Le fossoyeur de CO2
La dernière fois que vous avez vu un de vos chums, il mesurait 6 pieds 3 et pesait 250 livres. Vous le croisez quelques années plus tard, maigre comme un clou. « Wouppelai !, pensez-vous, il a vraiment besoin de se remplumer ! » Au cours du dernier siècle, nos terres ont aussi drôlement perdu du poil de la bête. Plus de la moitié du carbone qu’elles renfermaient s’est échappé suite à l’intensification des pratiques agricoles. Cette déperdition a généré presque autant de gaz à effet de serre que toutes les énergies fossiles durant la même période.
Préoccupé depuis longtemps par les changements climatiques et l’appauvrissement des sols, l’agronome Jacques Nault a cofondé Logiag avec son frère Charles. C’était en 1999. Au cours des dix dernières années, leur entreprise a, entre autres, développé une technologie révolutionnaire qui vient de lui valoir un premier prix dans le cadre d’un concours international lancé par le groupe américain Indigo Ag. Une superbe distinction quand on sait que 250 compagnies provenant de 44 pays se disputaient cette première place.
Grâce à son système LaserAG, un appareil ultrasophistiqué de 500 kg et gros comme une machine à laver, il est désormais possible non seulement d’évaluer en moins d’une minute la composition d’un sol (potasse, calcium, phosphore, sélénium, etc.), mais également la quantité de carbone qu’il contient.

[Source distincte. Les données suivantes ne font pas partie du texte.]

//! Shared state, the trusted admin extractor and rate limiting.

use super::session::{now_millis, SessionAuthority, SESSION_COOKIE};
use super::share::ShareTokens;
use super::signer::Signer;
use super::AuthError;
use crate::config::Config;
use crate::error::AppError;
use crate::storage::ProjectStore;
use axum::{extract::FromRequestParts, http::request::Parts};
use axum_extra::extract::cookie::CookieJar;
use std::hash::{Hash, Hasher};
use std::net::IpAddr;
use std::sync::Arc;

/// Application state shared across handlers.
#[derive(Clone)]
pub struct AppState {
    pub store: Arc<dyn ProjectStore>,
    pub config: Arc<Config>,
    pub sessions: Arc<SessionAuthority>,
    pub shares: Arc<ShareTokens>,
}

impl AppState {
    /// Build state from loaded config. Fails if the signing secret is unusable.
    pub fn new(config: Config, store: Arc<dyn ProjectStore>) -> Result<Self, AuthError> {
        let signer = Arc::new(Signer::new(&config.session_secret)?);
        let sessions = SessionAuthority::new(signer.clone(), config.admin_password.clone());

        Ok(AppState {
            store,
            config: Arc::new(config),
            sessions: Arc::new(sessions),
            shares: Arc::new(ShareTokens::new(signer)),
        })
    }
}

/// Fully verified admin session.
///
/// Every privileged handler takes this as a parameter. The signature is
/// recomputed on each request, so a cookie that only passed the edge guard
/// is rejected here with 401 before the handler body runs.
#[derive(Debug)]
pub struct AdminSession {
    pub issued_at_ms: u64,
}

impl FromRequestParts<AppState> for AdminSession {
    type Rejection = AppError;

    async fn from_request_parts(
        parts: &mut Parts,
        state: &AppState,
    ) -> Result<Self, Self::Rejection> {
        let jar = CookieJar::from_headers(&parts.headers);
        let raw = jar
            .get(SESSION_COOKIE)
            .map(|c| c.value().to_string())
            .ok_or_else(|| AppError::Unauthorized("Authentication required".to_string()))?;

        match state.sessions.check_full(&raw, now_millis()) {
            Ok(credential) => Ok(AdminSession {
                issued_at_ms: credential.issued_at_ms,
            }),
            Err(reason) => {
                tracing::warn!(
                    action = "session_rejected",
                    layer = "trusted",
                    reason = reason.as_str(),
                    path = %parts.uri.path(),
                    "Session failed full verification"
                );
                Err(AppError::Unauthorized("Authentication required".to_string()))
            }
        }
    }
}

/// Hash an IP for logging so raw addresses stay out of the logs.
pub fn ip_hash(ip: &IpAddr) -> String {
    let mut hasher = std::hash::DefaultHasher::new();
    ip.hash(&mut hasher);
    format!("{:x}", hasher.finish())
}

/// Per-IP fixed-window rate limit for one endpoint, 60 s window.
pub async fn check_rate_limit(
    state: &AppState,
    endpoint: &str,
    ip: IpAddr,
    max: u32,
) -> Result<(), AppError> {
    let key = format!("{}:{}", endpoint, ip);
    let allowed = state
        .store
        .hit_rate_limit(&key, max, 60)
        .await
        .map_err(|e| AppError::Internal(format!("Rate limit check failed: {}", e)))?;

    if !allowed {
        tracing::warn!(
            action = "rate_limited",
            endpoint = %endpoint,
            ip_hash = %ip_hash(&ip),
            "Rate limit exceeded"
        );
        return Err(AppError::RateLimited);
    }
    Ok(())
}
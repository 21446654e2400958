//! Share tokens: deterministic, resource-scoped bearer capabilities.
//!
//! A token is the HMAC of `share:{resource_id}`. Tokens are never stored and
//! carry no expiry; rotating the signing secret invalidates all of them.

use super::signer::{constant_time_eq, Signer};
use std::sync::Arc;

fn share_message(resource_id: &str) -> String {
    format!("share:{}", resource_id)
}

#[derive(Debug, Clone)]
pub struct ShareTokens {
    signer: Arc<Signer>,
}

impl ShareTokens {
    pub fn new(signer: Arc<Signer>) -> Self {
        ShareTokens { signer }
    }

    /// Token for `resource_id`. Callers must have checked admin auth.
    pub fn issue_for(&self, resource_id: &str) -> String {
        self.signer.sign(&share_message(resource_id))
    }

    /// Check a presented token. Requires no authentication.
    pub fn verify_for(&self, resource_id: &str, presented: &str) -> bool {
        let expected = self.issue_for(resource_id);
        if expected.len() != presented.len() {
            return false;
        }
        constant_time_eq(expected.as_bytes(), presented.as_bytes())
    }
}
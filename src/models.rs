//! Request, response and storage models.

use serde::{Deserialize, Serialize};

// ============================================================================
// Storage Models
// ============================================================================

/// Checklist item outcome.
#[derive(Debug, Clone, Copy, PartialEq, Eq, Serialize, Deserialize, Default)]
#[serde(rename_all = "lowercase")]
pub enum ItemStatus {
    #[default]
    Pending,
    Passed,
    Failed,
}

#[derive(Debug, Clone, PartialEq, Eq, Serialize, Deserialize)]
pub struct ChecklistItem {
    pub id: String,
    pub title: String,
    #[serde(default)]
    pub status: ItemStatus,
    #[serde(default, skip_serializing_if = "Option::is_none")]
    pub note: Option<String>,
    pub updated_at: u64,
}

/// A UAT project and its checklist.
#[derive(Debug, Clone, PartialEq, Eq, Serialize, Deserialize)]
pub struct Project {
    pub slug: String,
    pub name: String,
    #[serde(default, skip_serializing_if = "Option::is_none")]
    pub client: Option<String>,
    pub created_at: u64,
    #[serde(default)]
    pub items: Vec<ChecklistItem>,
}

impl Project {
    pub fn new(slug: &str, name: &str, client: Option<String>, created_at: u64) -> Self {
        Project {
            slug: slug.to_string(),
            name: name.to_string(),
            client,
            created_at,
            items: Vec::new(),
        }
    }

    pub fn item_mut(&mut self, id: &str) -> Option<&mut ChecklistItem> {
        self.items.iter_mut().find(|item| item.id == id)
    }

    pub fn analytics(&self) -> ProjectAnalytics {
        let count = |status: ItemStatus| self.items.iter().filter(|i| i.status == status).count();

        let total = self.items.len();
        let passed = count(ItemStatus::Passed);
        let failed = count(ItemStatus::Failed);
        let pending = count(ItemStatus::Pending);

        let completion_percent = if total == 0 {
            0
        } else {
            ((passed + failed) * 100 / total) as u8
        };

        ProjectAnalytics {
            slug: self.slug.clone(),
            name: self.name.clone(),
            client: self.client.clone(),
            total,
            passed,
            failed,
            pending,
            completion_percent,
        }
    }

    pub fn summary(&self) -> ProjectSummary {
        ProjectSummary {
            slug: self.slug.clone(),
            name: self.name.clone(),
            client: self.client.clone(),
            created_at: self.created_at,
            item_count: self.items.len(),
        }
    }
}

// ============================================================================
// Auth Models
// ============================================================================

/// Login form body.
#[derive(Deserialize)]
pub struct LoginForm {
    pub password: String,
}

/// Response for share-token retrieval.
#[derive(Debug, Serialize)]
pub struct ShareTokenResponse {
    pub token: String,
}

// ============================================================================
// Project Models
// ============================================================================

#[derive(Debug, Deserialize)]
pub struct CreateProjectRequest {
    pub slug: String,
    pub name: String,
    pub client: Option<String>,
}

#[derive(Debug, Deserialize)]
pub struct AddItemRequest {
    pub title: String,
}

#[derive(Debug, Deserialize)]
pub struct UpdateItemRequest {
    pub status: ItemStatus,
    pub note: Option<String>,
}

/// Project row for listings.
#[derive(Debug, Serialize)]
pub struct ProjectSummary {
    pub slug: String,
    pub name: String,
    #[serde(skip_serializing_if = "Option::is_none")]
    pub client: Option<String>,
    pub created_at: u64,
    pub item_count: usize,
}

/// Read-only view served on share links.
#[derive(Debug, Serialize, PartialEq, Eq)]
pub struct ProjectAnalytics {
    pub slug: String,
    pub name: String,
    #[serde(skip_serializing_if = "Option::is_none")]
    pub client: Option<String>,
    pub total: usize,
    pub passed: usize,
    pub failed: usize,
    pub pending: usize,
    pub completion_percent: u8,
}
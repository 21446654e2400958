//! Project persistence.
//!
//! Handlers only see [`ProjectStore`]. `redis_store` is the production backend,
//! `memory` serves tests and local runs.

pub mod memory;
pub mod redis_store;

use crate::models::Project;
use async_trait::async_trait;

pub use self::memory::MemoryProjectStore;
pub use self::redis_store::RedisProjectStore;

#[derive(Debug, thiserror::Error)]
pub enum StoreError {
    #[error("Redis error: {0}")]
    Redis(#[from] redis::RedisError),

    #[error("Serialization error: {0}")]
    Serialization(#[from] serde_json::Error),
}

#[async_trait]
pub trait ProjectStore: Send + Sync {
    /// Insert a new project. Returns false if the slug is taken.
    async fn create_project(&self, project: &Project) -> Result<bool, StoreError>;

    async fn get_project(&self, slug: &str) -> Result<Option<Project>, StoreError>;

    /// All projects, sorted by slug.
    async fn list_projects(&self) -> Result<Vec<Project>, StoreError>;

    /// Overwrite an existing project.
    async fn save_project(&self, project: &Project) -> Result<(), StoreError>;

    /// Returns true if the project existed.
    async fn delete_project(&self, slug: &str) -> Result<bool, StoreError>;

    /// Count a hit against `key` in a fixed window.
    ///
    /// Returns true while the count is within `max`.
    async fn hit_rate_limit(
        &self,
        key: &str,
        max: u32,
        window_secs: u64,
    ) -> Result<bool, StoreError>;
}
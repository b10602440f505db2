use core::fmt::Debug;

/// Architecture-specific interrupt masking interface.
///
/// Implemented by the architecture layer in [`crate::arch`].
pub trait IrqControl {
    /// Saved interrupt state
    type State: Copy + Debug;

    /// Disable interrupts and return the previous state.
    fn disable() -> Self::State;

    /// Restore interrupts to a previous state.
    fn restore(state: Self::State);
}

/// Run `f` with interrupts masked, restoring the previous state afterwards.
///
/// Nesting is safe: the saved state is restored, not unconditionally
/// re-enabled, so an already-masked caller stays masked.
pub fn with_masked<I: IrqControl, T>(f: impl FnOnce() -> T) -> T {
    let state = I::disable();
    let result = f();
    I::restore(state);
    result
}
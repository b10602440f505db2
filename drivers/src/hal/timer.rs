//! Timer Hardware Abstraction Layer.
//!
//! Defines the timer units, operating modes, the register-access capability
//! the configuration engine runs against, and the per-unit descriptor data
//! that drives prescaler selection.

use core::fmt;

/// Delays below this cannot be produced reliably; prescaler divisors whose
/// whole range sits under it are never selected (see
/// [`TimerDescriptor::reliable`]).
pub const MIN_RELIABLE_DELAY_MS: f64 = 1.0;

/// Hardware timer/counter units.
#[derive(Debug, Copy, Clone, PartialEq, Eq)]
pub enum TimerUnit {
    /// 8-bit Timer/Counter0.
    Timer0,
    /// 16-bit Timer/Counter1.
    Timer1,
    /// 8-bit Timer/Counter2.
    Timer2,
}

impl TimerUnit {
    /// Number of timer units.
    pub const COUNT: usize = 3;

    /// Decode a raw unit identifier (wire values `0x01..=0x03`).
    ///
    /// # Errors
    ///
    /// Returns [`ConfigError::InvalidTimer`] for identifiers outside the
    /// fixed enumeration.
    pub fn from_id(id: u8) -> Result<Self, ConfigError> {
        match id {
            0x01 => Ok(TimerUnit::Timer0),
            0x02 => Ok(TimerUnit::Timer1),
            0x03 => Ok(TimerUnit::Timer2),
            _ => Err(ConfigError::InvalidTimer),
        }
    }

    /// The raw identifier for this unit.
    pub fn id(self) -> u8 {
        match self {
            TimerUnit::Timer0 => 0x01,
            TimerUnit::Timer1 => 0x02,
            TimerUnit::Timer2 => 0x03,
        }
    }

    /// Dense index, usable for table lookups.
    pub fn index(self) -> usize {
        match self {
            TimerUnit::Timer0 => 0,
            TimerUnit::Timer1 => 1,
            TimerUnit::Timer2 => 2,
        }
    }
}

/// Counter resolution of a timer unit.
#[derive(Debug, Copy, Clone, PartialEq, Eq)]
pub enum CounterWidth {
    Bits8,
    Bits16,
}

impl CounterWidth {
    /// Maximum countable value (the counter TOP ceiling).
    pub const fn max(self) -> u16 {
        match self {
            CounterWidth::Bits8 => 0xFF,
            CounterWidth::Bits16 => 0xFFFF,
        }
    }
}

/// Discriminant of [`TimerMode`], decodable from the raw mode codes.
#[derive(Debug, Copy, Clone, PartialEq, Eq)]
pub enum ModeKind {
    Delay,
    ClearOnCompare,
    PhaseCorrectPwm,
    PhaseCorrectPwmDuty,
}

impl ModeKind {
    /// Decode a raw mode code (wire values `0x01..=0x04`).
    ///
    /// # Errors
    ///
    /// Returns [`ConfigError::InvalidMode`] for unrecognized codes.
    pub fn from_code(code: u8) -> Result<Self, ConfigError> {
        match code {
            0x01 => Ok(ModeKind::Delay),
            0x02 => Ok(ModeKind::ClearOnCompare),
            0x03 => Ok(ModeKind::PhaseCorrectPwm),
            0x04 => Ok(ModeKind::PhaseCorrectPwmDuty),
            _ => Err(ConfigError::InvalidMode),
        }
    }

    /// The raw code for this mode.
    pub fn code(self) -> u8 {
        match self {
            ModeKind::Delay => 0x01,
            ModeKind::ClearOnCompare => 0x02,
            ModeKind::PhaseCorrectPwm => 0x03,
            ModeKind::PhaseCorrectPwmDuty => 0x04,
        }
    }
}

/// A timer operating mode together with its parameters.
///
/// Each variant carries exactly the fields its mode needs, so a request with
/// missing or mistyped parameters cannot be constructed.
#[derive(Debug, Copy, Clone, PartialEq)]
pub enum TimerMode {
    /// Periodic compare-match interrupt after every `millis` milliseconds.
    Delay { millis: f64 },
    /// Clear-on-compare-match with a caller-chosen top value.
    ClearOnCompare { top: u16 },
    /// Phase-correct PWM with explicit on-time.
    PhaseCorrectPwm { period_ms: f64, on_time_ms: f64 },
    /// Phase-correct PWM with a duty cycle in `[0, 1]`.
    PhaseCorrectPwmDuty { period_ms: f64, duty_cycle: f64 },
}

impl TimerMode {
    /// The discriminant of this mode.
    pub fn kind(&self) -> ModeKind {
        match self {
            TimerMode::Delay { .. } => ModeKind::Delay,
            TimerMode::ClearOnCompare { .. } => ModeKind::ClearOnCompare,
            TimerMode::PhaseCorrectPwm { .. } => ModeKind::PhaseCorrectPwm,
            TimerMode::PhaseCorrectPwmDuty { .. } => ModeKind::PhaseCorrectPwmDuty,
        }
    }
}

/// The named registers of one timer unit.
///
/// The engine only ever speaks in these names; the platform driver maps them
/// to concrete addresses and bit widths.
#[derive(Debug, Copy, Clone, PartialEq, Eq)]
pub enum TimerReg {
    /// Waveform-mode control register.
    Control,
    /// Clock-select register (also carries waveform bits on some units).
    ClockSelect,
    /// Interrupt-mask register.
    InterruptMask,
    /// Output-compare register.
    Compare,
}

/// Register-level access to the timer units.
///
/// Implemented by the memory-mapped platform driver and by the simulated
/// register file, so the configuration engine can be exercised without
/// hardware.
pub trait TimerRegisters {
    /// Read a register. Registers narrower than 16 bits return the value
    /// zero-extended.
    fn read(&self, unit: TimerUnit, reg: TimerReg) -> u16;

    /// Write a register. Registers narrower than 16 bits take the low byte.
    fn write(&mut self, unit: TimerUnit, reg: TimerReg, value: u16);
}

/// One prescaler option of a timer unit.
#[derive(Debug, Copy, Clone, PartialEq, Eq)]
pub struct Prescaler {
    /// Clock divisor.
    pub divisor: u16,
    /// Clock-select register bits that engage this divisor.
    pub clock_select: u16,
}

/// Register bits selecting clear-timer-on-compare-match mode, split across
/// the two registers they land in.
#[derive(Debug, Copy, Clone, PartialEq, Eq)]
pub struct Waveform {
    /// Bits written to [`TimerReg::Control`].
    pub control: u16,
    /// Bits merged into [`TimerReg::ClockSelect`].
    pub clock_select: u16,
}

/// Static metadata for one timer unit. Pure data, no side effects.
pub struct TimerDescriptor {
    pub unit: TimerUnit,
    pub width: CounterWidth,
    /// System clock feeding the unit, in Hz.
    pub clock_hz: u32,
    /// Available prescalers, ascending by divisor.
    pub prescalers: &'static [Prescaler],
    /// Bits selecting CTC mode on this unit.
    pub ctc_waveform: Waveform,
    /// Interrupt-mask bit enabling the compare-match interrupt.
    pub compare_irq_enable: u16,
}

impl TimerDescriptor {
    /// Maximum delay achievable at `divisor`, in milliseconds:
    /// `(1000 / clock_hz) * counter_max * divisor`.
    pub fn max_delay_ms(&self, divisor: u16) -> f64 {
        (1000.0 / self.clock_hz as f64) * self.width.max() as f64 * divisor as f64
    }

    /// Maximum delay achievable on this unit at all (coarsest divisor).
    pub fn max_delay_any_ms(&self) -> f64 {
        match self.prescalers.last() {
            Some(p) => self.max_delay_ms(p.divisor),
            None => 0.0,
        }
    }

    /// Whether `divisor` can produce the minimum supported delay.
    ///
    /// On the 8-bit units this derives the fixed exclusion of the two finest
    /// divisors, whose whole range falls short of
    /// [`MIN_RELIABLE_DELAY_MS`]; the 16-bit unit reaches it even undivided.
    pub fn reliable(&self, divisor: u16) -> bool {
        self.max_delay_ms(divisor) >= MIN_RELIABLE_DELAY_MS
    }
}

/// Look up the descriptor for `unit` in `table`.
pub fn descriptor_for(table: &[TimerDescriptor], unit: TimerUnit) -> Option<&TimerDescriptor> {
    table.iter().find(|d| d.unit == unit)
}

/// Timer configuration errors.
///
/// Each error carries a stable negative code used in diagnostic output; the
/// `Display` impl renders the matching description.
#[derive(Debug, Copy, Clone, PartialEq, Eq)]
pub enum ConfigError {
    /// Mode code not recognized.
    InvalidMode,
    /// Delay not strictly positive, unreachable on the selected unit, or too
    /// short to produce a nonzero compare count.
    InvalidDelayTime,
    /// Timer-unit identifier not recognized, or unit absent from the
    /// descriptor table.
    InvalidTimer,
    /// Mode recognized but intentionally unfinished.
    NotImplemented,
}

impl ConfigError {
    /// Stable numeric code for diagnostic output.
    pub const fn code(self) -> i16 {
        match self {
            ConfigError::InvalidMode => -100,
            ConfigError::InvalidDelayTime => -102,
            ConfigError::InvalidTimer => -103,
            ConfigError::NotImplemented => -104,
        }
    }
}

impl fmt::Display for ConfigError {
    fn fmt(&self, f: &mut fmt::Formatter<'_>) -> fmt::Result {
        let description = match self {
            ConfigError::InvalidMode => "Invalid mode selected",
            ConfigError::InvalidDelayTime => {
                "Delay time negative or too long for specified timer"
            }
            ConfigError::InvalidTimer => "Invalid timer selected",
            ConfigError::NotImplemented => "Mode recognized but not implemented",
        };
        f.write_str(description)
    }
}
//! Firmware Entry Point
//!
//! Configures Timer1 for a one-second periodic interrupt, then toggles the
//! on-board LED from the compare-match handler. Interrupts are enabled
//! globally only after the timer is fully committed.
//!
//! Non-AVR builds run the identical decision path against the simulated
//! register file and report the engine's choices on stdout.

#![cfg_attr(target_arch = "avr", no_std)]
#![cfg_attr(target_arch = "avr", no_main)]
#![cfg_attr(target_arch = "avr", feature(abi_avr_interrupt))]

mod irq;

/// Period of the indicator toggle.
const BLINK_PERIOD_MS: f64 = 1000.0;

#[cfg(target_arch = "avr")]
mod avr {
    use core::panic::PanicInfo;

    use drivers::console;
    use drivers::hal::gpio::{GpioController, PinMode};
    use drivers::hal::serial::{SerialConfig, SerialPort};
    use drivers::hal::timer::{TimerMode, TimerUnit};
    use drivers::peripheral::timer;
    use drivers::platform::atmega328p::gpio::{Port, PortPin};
    use drivers::platform::atmega328p::{Atmega328pGpio, Atmega328pTimers, DESCRIPTORS, Usart0};
    use log::{LevelFilter, error, info};

    use crate::{BLINK_PERIOD_MS, irq};

    /// On-board LED, PB5.
    const INDICATOR: PortPin = PortPin::new(Port::B, 5);

    #[unsafe(no_mangle)]
    pub extern "C" fn main() -> ! {
        // SAFETY: sole owner of each peripheral, created once at boot
        let mut port = unsafe { Usart0::new() };
        if port.configure(SerialConfig::new_8n1(9600)).is_ok() {
            console::init(port);
        }
        console::init_logging(LevelFilter::Debug);

        let mut gpio = unsafe { Atmega328pGpio::new() };
        let _ = gpio.set_mode(INDICATOR, PinMode::Output);

        let mut timers = unsafe { Atmega328pTimers::new() };
        match timer::configure(
            &mut timers,
            &DESCRIPTORS,
            TimerUnit::Timer1,
            TimerMode::Delay {
                millis: BLINK_PERIOD_MS,
            },
        ) {
            Ok(()) => info!("timer 1 armed, {} ms period", BLINK_PERIOD_MS),
            Err(err) => error!("({}) {}", err.code(), err),
        }

        irq::register(irq::Vector::Timer1CompareA, toggle_indicator);

        // Nothing fires until the committed configuration is in place
        common::arch::enable_interrupts();

        loop {
            core::hint::spin_loop();
        }
    }

    /// Compare-match handler: one hardware toggle, nothing else.
    fn toggle_indicator() {
        // SAFETY: the PINx toggle is a single volatile write
        let mut gpio = unsafe { Atmega328pGpio::new() };
        let _ = gpio.toggle(INDICATOR);
    }

    #[panic_handler]
    fn panic(_info: &PanicInfo) -> ! {
        loop {}
    }
}

#[cfg(not(target_arch = "avr"))]
mod host {
    use drivers::hal::timer::{TimerMode, TimerReg, TimerRegisters, TimerUnit};
    use drivers::peripheral::timer::{configure, select_prescaler};
    use drivers::platform::atmega328p::{DESCRIPTORS, descriptor};
    use drivers::platform::sim::SimTimers;
    use log::{LevelFilter, Log, Metadata, Record, error, info};

    use crate::{BLINK_PERIOD_MS, irq};

    struct StdoutLogger;

    static LOGGER: StdoutLogger = StdoutLogger;

    impl Log for StdoutLogger {
        fn enabled(&self, _metadata: &Metadata) -> bool {
            true
        }

        fn log(&self, record: &Record) {
            println!("[{}] {}", record.level(), record.args());
        }

        fn flush(&self) {}
    }

    pub fn run() {
        let _ = log::set_logger(&LOGGER);
        log::set_max_level(LevelFilter::Debug);

        let mut regs = SimTimers::new();

        if let Ok(selection) = select_prescaler(descriptor(TimerUnit::Timer1), BLINK_PERIOD_MS) {
            info!(
                "timer 1, {} ms: divisor {}, compare {}",
                BLINK_PERIOD_MS, selection.divisor, selection.compare
            );
        }

        match configure(
            &mut regs,
            &DESCRIPTORS,
            TimerUnit::Timer1,
            TimerMode::Delay {
                millis: BLINK_PERIOD_MS,
            },
        ) {
            Ok(()) => info!(
                "committed: clock-select {:#06b}, compare {}",
                regs.read(TimerUnit::Timer1, TimerReg::ClockSelect),
                regs.read(TimerUnit::Timer1, TimerReg::Compare)
            ),
            Err(err) => error!("({}) {}", err.code(), err),
        }

        irq::register(irq::Vector::Timer1CompareA, || info!("indicator toggled"));
        common::arch::enable_interrupts();

        // Simulate the first compare-match fire
        irq::dispatch(irq::Vector::Timer1CompareA);

        // Unregistered vectors are ignored
        for vector in [irq::Vector::Timer0CompareA, irq::Vector::Timer2CompareA] {
            irq::dispatch(vector);
        }

        // Out of range for the 8-bit unit: the failure path and its
        // diagnostic string
        if let Err(err) = configure(
            &mut regs,
            &DESCRIPTORS,
            TimerUnit::Timer0,
            TimerMode::Delay { millis: 100.0 },
        ) {
            error!("({}) {}", err.code(), err);
        }
    }
}

#[cfg(not(target_arch = "avr"))]
fn main() {
    host::run();
}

Pour faire parler les échantillons de terre prélevés sur le terrain, on les bombarde par rafales de 100 pulsions laser par seconde. Cela excite des électrons, fait grimper leur température à 20 000 °C, crée un plasma et permet d’intercepter des photons qui finissent par cracher les informations recherchées.
Il aura fallu dix ans d’efforts pour mettre au point cet ingénieux système qui allie la spectroscopie induite par laser, un bloc optique précis au millionième de mètre et la puissance phénoménale des algorithmes. Avec l’aide du CNRC de Boucherville, l’Institut national d’optique (INO) et le Centre de recherche informatique de Montréal (CRIM) et sa propre équipe de chercheurs, Jacques Nault est parvenu à atteindre un niveau de précision que seul un laboratoire chimique peut offrir bien moins rapidement et à un coût incomparablement plus élevé. « Dans une journée de huit heures, raconte Jacques Nault, un opérateur peut faire 500 analyses complètes sans produits chimiques et sans aucun risque d’erreur humaine. »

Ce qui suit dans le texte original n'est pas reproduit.